◆ TASK TO CARRY OUT
All lines with the word "RoundTiming" in the material below are required.
================================
//! Coin Toss round engine.
//!
//! A shared 30-second round over a coin flip, with a two-phase wager flow:
//! `place` reserves a side and amount without moving chips, `lock` commits
//! the wager through the ledger, `cancel` discards the reservation. Only
//! locked wagers settle. Unless an admin override is armed, the outcome is
//! the side that pays the house least; ties fall back to a fair flip.

use crate::{
    clock::{RoundPhase, RoundTiming, Step},
    error::Error,
    house::HouseStats,
    ledger::{GameId, Ledger},
    outcome::OutcomeRng,
    overrides::OverrideSlot,
    settlement::{settle_round, PlacedWager},
};
use parlor_types::{
    api::{
        AdminRoundSnapshot, BetTotal, BetView, GameKind, LockInput, OutcomeView, RoomSnapshot,
        ServerEvent,
    },
    BetSelection, Chips, CoinSide, PlayerId,
};
use std::{
    collections::{HashMap, HashSet},
    sync::Arc,
};
use tracing::{debug, error, info, warn};

pub struct CoinTossRound {
    timing: RoundTiming,
    ledger: Arc<dyn Ledger>,
    rng: OutcomeRng,
    phase: RoundPhase,
    round_number: u64,
    game_id: Option<GameId>,
    outcome: Option<CoinSide>,
    /// Reservations: side and amount, no chips moved yet. At most one per
    /// player; discarded at the freeze and on disconnect.
    pending: HashMap<PlayerId, (CoinSide, Chips)>,
    /// Committed wagers, debited through the ledger.
    wagers: Vec<PlacedWager>,
    /// Players who already locked this round. One lock per round.
    locked: HashSet<PlayerId>,
    present: HashSet<PlayerId>,
    override_slot: OverrideSlot<CoinSide>,
    house: HouseStats,
}

impl CoinTossRound {
    pub fn new(timing: RoundTiming, ledger: Arc<dyn Ledger>, rng: OutcomeRng) -> CoinTossRound {
        CoinTossRound {
            timing,
            ledger,
            rng,
            phase: RoundPhase::Waiting,
            round_number: 0,
            game_id: None,
            outcome: None,
            pending: HashMap::new(),
            wagers: Vec::new(),
            locked: HashSet::new(),
            present: HashSet::new(),
            override_slot: OverrideSlot::new(),
            house: HouseStats::new(),
        }
    }

    pub fn join(&mut self, player: &str) {
        self.present.insert(player.to_string());
    }

    pub fn handle_disconnect(&mut self, player: &str) {
        // A reservation dies with the connection; a locked wager is already
        // the ledger's and settles regardless.
        self.present.remove(player);
        self.pending.remove(player);
    }

    pub fn current_game_id(&self) -> Option<GameId> {
        self.game_id
    }

    pub fn house_stats(&self) -> &HouseStats {
        &self.house
    }

    /// Reserves a side and amount. No chips move; the balance is only
    /// checked so an obviously unfundable reservation is refused up front.
    pub fn place_bet(
        &mut self,
        player: &str,
        side: CoinSide,
        amount: Chips,
    ) -> Result<ServerEvent, Error> {
        self.open_game_id()?;
        if amount.is_zero() {
            return Err(Error::Validation("wager amount must be positive".into()));
        }
        if self.locked.contains(player) {
            return Err(Error::Validation(
                "a wager is already locked for this round".into(),
            ));
        }
        if self.pending.contains_key(player) {
            return Err(Error::Validation(
                "a pending wager already exists; lock or cancel it first".into(),
            ));
        }
        let available = self.ledger.player_balance(player)?;
        if available < amount {
            return Err(Error::InsufficientFunds {
                needed: amount,
                available,
            });
        }

        self.pending.insert(player.to_string(), (side, amount));
        debug!(player, side = %side, amount = %amount, "coin toss wager pending");
        Ok(ServerEvent::BetPlaced {
            player_id: player.to_string(),
            room: GameKind::CoinToss,
            bet: BetView {
                kind: BetSelection::Coin(side),
                amount,
            },
            remaining_chips: available,
        })
    }

    /// Commits a wager through the ledger. A pending reservation takes
    /// precedence; without one the caller must supply the side and amount
    /// inline. The debit and the bet row are one atomic call.
    pub fn lock_bet(
        &mut self,
        player: &str,
        input: Option<LockInput>,
    ) -> Result<ServerEvent, Error> {
        let game_id = self.open_game_id()?;
        if self.locked.contains(player) {
            return Err(Error::Validation(
                "a wager is already locked for this round".into(),
            ));
        }
        let (side, amount) = match self.pending.get(player) {
            Some(&(side, amount)) => (side, amount),
            None => match input {
                Some(input) => (input.side, input.amount),
                None => {
                    return Err(Error::Validation("no pending wager to lock".into()));
                }
            },
        };
        if amount.is_zero() {
            return Err(Error::Validation("wager amount must be positive".into()));
        }

        let kind = BetSelection::Coin(side);
        // On failure the reservation survives; the freeze will clear it.
        let receipt = self.ledger.debit_and_create_bet(player, amount, kind, game_id)?;
        self.pending.remove(player);
        self.locked.insert(player.to_string());
        self.wagers.push(PlacedWager {
            bet_id: receipt.bet_id,
            player: player.to_string(),
            kind,
            amount,
        });
        debug!(player, side = %side, amount = %amount, "coin toss wager locked");
        Ok(ServerEvent::BetLocked {
            player_id: player.to_string(),
            room: GameKind::CoinToss,
            bet: BetView { kind, amount },
            remaining_chips: receipt.balance,
        })
    }

    /// Discards the player's pending reservation. Locked wagers cannot be
    /// cancelled.
    pub fn cancel_bet(&mut self, player: &str) -> Result<ServerEvent, Error> {
        if self.pending.remove(player).is_none() {
            return Err(Error::Validation("no pending wager to cancel".into()));
        }
        debug!(player, "coin toss reservation cancelled");
        Ok(ServerEvent::BetsCancelled {
            player_id: player.to_string(),
            room: GameKind::CoinToss,
        })
    }

    /// Admin hook, same contract as the card table: current game id only,
    /// before the freeze, last write wins.
    pub fn set_override(&mut self, game_id: GameId, side: CoinSide) -> bool {
        if self.game_id != Some(game_id) || !self.timing.accepts_wagers(&self.phase) {
            return false;
        }
        self.override_slot.arm(game_id, side);
        info!(game_id, side = %side, "coin toss outcome override armed");
        true
    }

    pub fn snapshot(&self) -> RoomSnapshot {
        RoomSnapshot {
            room: GameKind::CoinToss,
            status: self.phase.status(),
            round_number: self.round_number,
            countdown_time: self.phase.countdown_remaining(),
            players_present: self.present.len(),
            wager_count: self.wagers.len(),
        }
    }

    pub fn admin_snapshot(&self) -> AdminRoundSnapshot {
        let mut bets_by_type = Vec::with_capacity(2);
        for side in [CoinSide::Heads, CoinSide::Tails] {
            let kind = BetSelection::Coin(side);
            let mut total = Chips::ZERO;
            let mut count = 0u32;
            for wager in self.wagers.iter().filter(|wager| wager.kind == kind) {
                total = total.saturating_add(wager.amount);
                count = count.saturating_add(1);
            }
            bets_by_type.push(BetTotal { kind, total, count });
        }
        AdminRoundSnapshot {
            room: GameKind::CoinToss,
            game_id: self.game_id,
            status: self.phase.status(),
            round_number: self.round_number,
            time_remaining: self.phase.countdown_remaining(),
            total_bets: self.wagers.iter().map(|wager| wager.amount).sum(),
            bets_by_type,
            current_outcome: self.outcome.map(OutcomeView::Coin),
            house_stats: self.house.summary(),
        }
    }

    /// Advances one logical second.
    pub fn tick(&mut self) -> Vec<ServerEvent> {
        let mut events = Vec::new();
        if matches!(self.phase, RoundPhase::Waiting) {
            if !self.present.is_empty() {
                self.try_start_round(&mut events);
            }
            return events;
        }

        let (next, step) = self.timing.step(self.phase);
        self.phase = next;
        match step {
            Step::Idle => {}
            Step::Tick { remaining } => events.push(ServerEvent::CountdownTick {
                room: GameKind::CoinToss,
                time: remaining,
            }),
            Step::Freeze { remaining } => {
                events.push(ServerEvent::CountdownTick {
                    room: GameKind::CoinToss,
                    time: remaining,
                });
                self.clear_pending(&mut events);
                self.finalize_outcome();
            }
            Step::Reveal => self.reveal(&mut events),
            Step::RoundOver => self.finish_round(&mut events),
        }
        events
    }

    fn open_game_id(&self) -> Result<GameId, Error> {
        if !self.timing.accepts_wagers(&self.phase) {
            return Err(Error::Timing("betting is closed for this round".into()));
        }
        self.game_id
            .ok_or_else(|| Error::Timing("no round is accepting wagers".into()))
    }

    fn try_start_round(&mut self, events: &mut Vec<ServerEvent>) {
        match self.ledger.create_game(GameKind::CoinToss) {
            Ok(game_id) => {
                self.round_number = self.round_number.saturating_add(1);
                self.game_id = Some(game_id);
                self.outcome = None;
                self.wagers.clear();
                self.pending.clear();
                self.locked.clear();
                self.phase = self.timing.start_phase();
                info!(game_id, round = self.round_number, "coin toss round started");
                events.push(ServerEvent::GameStarting {
                    room: GameKind::CoinToss,
                    countdown_time: self.timing.countdown_secs,
                    round_number: self.round_number,
                });
            }
            Err(err) => {
                warn!(%err, "could not create coin toss game record");
            }
        }
    }

    /// Drops every reservation that never locked, telling each owner.
    fn clear_pending(&mut self, events: &mut Vec<ServerEvent>) {
        if self.pending.is_empty() {
            return;
        }
        let mut players: Vec<PlayerId> = self.pending.drain().map(|(player, _)| player).collect();
        players.sort();
        for player in players {
            debug!(player = %player, "unlocked coin toss reservation expired");
            events.push(ServerEvent::BetsCancelled {
                player_id: player,
                room: GameKind::CoinToss,
            });
        }
    }

    fn finalize_outcome(&mut self) {
        let side = match self.game_id.and_then(|id| self.override_slot.take_for(id)) {
            Some(side) => {
                info!(game_id = ?self.game_id, side = %side, "coin toss override consumed");
                side
            }
            None => self.house_choice(),
        };
        debug!(game_id = ?self.game_id, side = %side, "coin toss outcome finalized");
        self.outcome = Some(side);
    }

    /// The side that pays out less. Both sides pay even money, so stake
    /// totals decide; a tie (including an empty book) is a fair flip.
    fn house_choice(&mut self) -> CoinSide {
        let mut heads = Chips::ZERO;
        let mut tails = Chips::ZERO;
        for wager in &self.wagers {
            match wager.kind {
                BetSelection::Coin(CoinSide::Heads) => heads = heads.saturating_add(wager.amount),
                BetSelection::Coin(CoinSide::Tails) => tails = tails.saturating_add(wager.amount),
                BetSelection::Table(_) => {}
            }
        }
        if heads < tails {
            CoinSide::Heads
        } else if tails < heads {
            CoinSide::Tails
        } else {
            self.rng.flip_coin()
        }
    }

    fn reveal(&mut self, events: &mut Vec<ServerEvent>) {
        let side = match self.outcome {
            Some(side) => side,
            None => {
                let side = self.house_choice();
                self.outcome = Some(side);
                side
            }
        };

        let settlement = settle_round(self.ledger.as_ref(), &self.wagers, |wager| {
            wager.kind == BetSelection::Coin(side)
        });
        let profit = self
            .house
            .record_round(settlement.total_wagered, settlement.total_paid);

        if let Some(game_id) = self.game_id {
            if let Err(err) = self
                .ledger
                .update_game_outcome(game_id, OutcomeView::Coin(side))
            {
                error!(game_id, %err, "failed to persist coin toss outcome");
            }
            if let Err(err) = self.ledger.mark_game_completed(game_id) {
                error!(game_id, %err, "failed to complete coin toss game record");
            }
        }
        info!(
            game_id = ?self.game_id,
            side = %side,
            wagered = %settlement.total_wagered,
            paid = %settlement.total_paid,
            profit_cents = profit,
            "coin toss round settled"
        );

        events.push(ServerEvent::CoinRevealed {
            room: GameKind::CoinToss,
            outcome: side,
        });
        for player in settlement.per_player {
            events.push(ServerEvent::RoundResult {
                player_id: player.player,
                room: GameKind::CoinToss,
                results: player.results,
                balance: player.balance,
            });
        }
    }

    fn finish_round(&mut self, events: &mut Vec<ServerEvent>) {
        events.push(ServerEvent::RoundEnded {
            room: GameKind::CoinToss,
        });
        self.wagers.clear();
        self.locked.clear();
        self.pending.clear();
        self.game_id = None;
        self.outcome = None;
        self.override_slot.clear();
    }
}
================================
◆ SOLUTION TO THIS PROBLEM
    clock::{RoundPhase, RoundTiming, Step},
    timing: RoundTiming,
    pub fn new(timing: RoundTiming, ledger: Arc<dyn Ledger>, rng: OutcomeRng) -> CoinTossRound {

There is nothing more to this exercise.